▶ _Your objective_
Below are some records. Copy every line in them that holds "documents".

====== Data provided ======

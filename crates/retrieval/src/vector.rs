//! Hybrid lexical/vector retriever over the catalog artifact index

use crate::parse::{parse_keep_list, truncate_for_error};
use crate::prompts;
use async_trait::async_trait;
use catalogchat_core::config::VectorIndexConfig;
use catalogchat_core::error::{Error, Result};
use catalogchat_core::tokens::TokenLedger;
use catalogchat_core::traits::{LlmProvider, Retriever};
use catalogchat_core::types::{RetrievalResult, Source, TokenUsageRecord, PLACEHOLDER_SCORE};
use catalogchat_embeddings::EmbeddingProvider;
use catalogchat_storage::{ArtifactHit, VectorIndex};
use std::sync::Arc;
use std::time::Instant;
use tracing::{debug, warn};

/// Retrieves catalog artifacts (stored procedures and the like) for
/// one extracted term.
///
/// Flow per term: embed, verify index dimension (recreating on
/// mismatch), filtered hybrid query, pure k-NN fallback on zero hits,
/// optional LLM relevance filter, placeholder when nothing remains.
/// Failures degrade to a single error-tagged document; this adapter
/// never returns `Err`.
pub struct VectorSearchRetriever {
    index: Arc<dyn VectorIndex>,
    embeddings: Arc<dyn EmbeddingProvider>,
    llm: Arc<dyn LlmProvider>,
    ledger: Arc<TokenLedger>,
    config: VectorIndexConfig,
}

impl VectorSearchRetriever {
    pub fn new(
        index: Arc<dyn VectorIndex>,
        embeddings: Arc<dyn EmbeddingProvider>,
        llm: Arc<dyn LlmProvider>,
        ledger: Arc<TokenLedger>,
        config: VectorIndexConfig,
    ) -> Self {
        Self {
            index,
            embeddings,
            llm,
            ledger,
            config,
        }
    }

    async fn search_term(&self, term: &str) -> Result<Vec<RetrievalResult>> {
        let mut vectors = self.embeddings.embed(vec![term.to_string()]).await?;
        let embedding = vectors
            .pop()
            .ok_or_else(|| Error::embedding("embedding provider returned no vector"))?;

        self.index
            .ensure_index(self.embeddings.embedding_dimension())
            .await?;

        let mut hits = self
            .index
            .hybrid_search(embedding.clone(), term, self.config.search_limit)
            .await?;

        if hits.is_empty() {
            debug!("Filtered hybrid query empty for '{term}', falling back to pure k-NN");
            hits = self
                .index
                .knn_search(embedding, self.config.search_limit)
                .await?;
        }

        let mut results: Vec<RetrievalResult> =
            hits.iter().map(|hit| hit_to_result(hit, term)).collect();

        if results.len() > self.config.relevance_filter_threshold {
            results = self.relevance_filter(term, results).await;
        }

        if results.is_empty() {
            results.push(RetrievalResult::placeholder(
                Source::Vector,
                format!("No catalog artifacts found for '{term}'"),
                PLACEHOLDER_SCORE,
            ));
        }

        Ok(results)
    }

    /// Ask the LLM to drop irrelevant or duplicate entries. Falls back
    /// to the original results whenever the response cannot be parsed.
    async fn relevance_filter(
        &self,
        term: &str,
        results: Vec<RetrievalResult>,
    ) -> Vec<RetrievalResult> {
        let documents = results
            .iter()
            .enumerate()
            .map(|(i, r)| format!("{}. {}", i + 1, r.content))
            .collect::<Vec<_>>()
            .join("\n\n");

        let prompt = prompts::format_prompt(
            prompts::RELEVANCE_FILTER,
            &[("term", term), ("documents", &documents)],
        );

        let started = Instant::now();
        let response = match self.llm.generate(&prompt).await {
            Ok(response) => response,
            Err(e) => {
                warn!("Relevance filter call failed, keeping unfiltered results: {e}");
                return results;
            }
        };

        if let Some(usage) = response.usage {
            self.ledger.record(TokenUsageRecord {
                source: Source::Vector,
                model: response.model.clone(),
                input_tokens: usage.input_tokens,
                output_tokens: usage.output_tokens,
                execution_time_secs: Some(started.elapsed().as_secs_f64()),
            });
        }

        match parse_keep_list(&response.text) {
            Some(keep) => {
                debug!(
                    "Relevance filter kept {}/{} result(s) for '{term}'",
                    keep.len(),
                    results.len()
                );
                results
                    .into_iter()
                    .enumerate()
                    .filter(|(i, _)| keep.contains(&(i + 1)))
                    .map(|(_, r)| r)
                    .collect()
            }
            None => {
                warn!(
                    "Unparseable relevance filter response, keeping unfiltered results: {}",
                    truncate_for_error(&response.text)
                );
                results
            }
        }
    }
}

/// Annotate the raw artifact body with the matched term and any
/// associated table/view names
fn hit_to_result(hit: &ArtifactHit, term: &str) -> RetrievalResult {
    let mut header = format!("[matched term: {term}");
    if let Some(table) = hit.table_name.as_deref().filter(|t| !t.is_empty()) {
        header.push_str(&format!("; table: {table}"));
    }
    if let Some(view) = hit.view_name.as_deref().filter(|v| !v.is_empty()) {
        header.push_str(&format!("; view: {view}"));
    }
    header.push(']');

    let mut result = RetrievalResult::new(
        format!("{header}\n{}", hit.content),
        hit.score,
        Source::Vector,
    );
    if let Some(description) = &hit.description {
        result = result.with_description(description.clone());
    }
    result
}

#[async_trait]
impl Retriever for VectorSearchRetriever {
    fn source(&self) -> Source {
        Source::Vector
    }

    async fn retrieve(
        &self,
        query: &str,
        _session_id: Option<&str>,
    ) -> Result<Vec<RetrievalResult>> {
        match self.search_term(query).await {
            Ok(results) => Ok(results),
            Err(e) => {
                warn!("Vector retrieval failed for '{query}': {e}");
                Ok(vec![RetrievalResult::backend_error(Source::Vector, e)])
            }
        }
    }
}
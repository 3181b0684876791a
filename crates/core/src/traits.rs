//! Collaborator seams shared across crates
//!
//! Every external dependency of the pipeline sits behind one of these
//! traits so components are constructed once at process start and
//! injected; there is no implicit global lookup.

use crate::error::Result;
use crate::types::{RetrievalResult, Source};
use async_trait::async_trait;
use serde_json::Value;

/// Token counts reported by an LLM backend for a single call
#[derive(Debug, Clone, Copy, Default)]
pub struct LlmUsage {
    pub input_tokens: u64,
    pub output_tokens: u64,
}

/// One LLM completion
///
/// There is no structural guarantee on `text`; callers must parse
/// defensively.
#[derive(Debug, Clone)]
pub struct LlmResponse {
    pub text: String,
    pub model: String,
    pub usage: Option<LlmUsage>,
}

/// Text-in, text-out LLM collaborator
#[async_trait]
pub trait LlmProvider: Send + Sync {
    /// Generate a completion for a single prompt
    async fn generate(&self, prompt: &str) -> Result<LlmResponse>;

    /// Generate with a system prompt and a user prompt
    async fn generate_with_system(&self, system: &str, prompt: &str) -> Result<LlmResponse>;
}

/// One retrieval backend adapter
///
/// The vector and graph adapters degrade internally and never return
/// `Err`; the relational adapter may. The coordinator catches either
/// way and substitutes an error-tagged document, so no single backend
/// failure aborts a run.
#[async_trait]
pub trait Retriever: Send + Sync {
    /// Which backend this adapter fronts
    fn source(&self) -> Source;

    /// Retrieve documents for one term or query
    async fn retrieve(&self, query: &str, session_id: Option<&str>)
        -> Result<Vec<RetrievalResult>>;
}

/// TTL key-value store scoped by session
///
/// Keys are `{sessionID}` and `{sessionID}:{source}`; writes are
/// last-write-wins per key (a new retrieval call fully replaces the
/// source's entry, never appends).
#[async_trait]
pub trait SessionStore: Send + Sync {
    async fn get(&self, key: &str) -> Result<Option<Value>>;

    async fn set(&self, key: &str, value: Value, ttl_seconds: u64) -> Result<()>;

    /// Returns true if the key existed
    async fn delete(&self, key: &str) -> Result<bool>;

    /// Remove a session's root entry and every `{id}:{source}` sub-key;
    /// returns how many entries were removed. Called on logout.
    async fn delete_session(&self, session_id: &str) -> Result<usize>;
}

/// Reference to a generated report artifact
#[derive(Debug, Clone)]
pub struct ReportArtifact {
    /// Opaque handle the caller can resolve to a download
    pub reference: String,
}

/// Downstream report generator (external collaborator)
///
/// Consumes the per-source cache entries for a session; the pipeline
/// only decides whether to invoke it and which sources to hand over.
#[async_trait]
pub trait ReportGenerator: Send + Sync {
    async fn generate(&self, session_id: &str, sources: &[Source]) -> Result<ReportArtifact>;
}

======

▶ _Answer to the problem_
        let documents = results
            &[("term", term), ("documents", &documents)],
    /// Retrieve documents for one term or query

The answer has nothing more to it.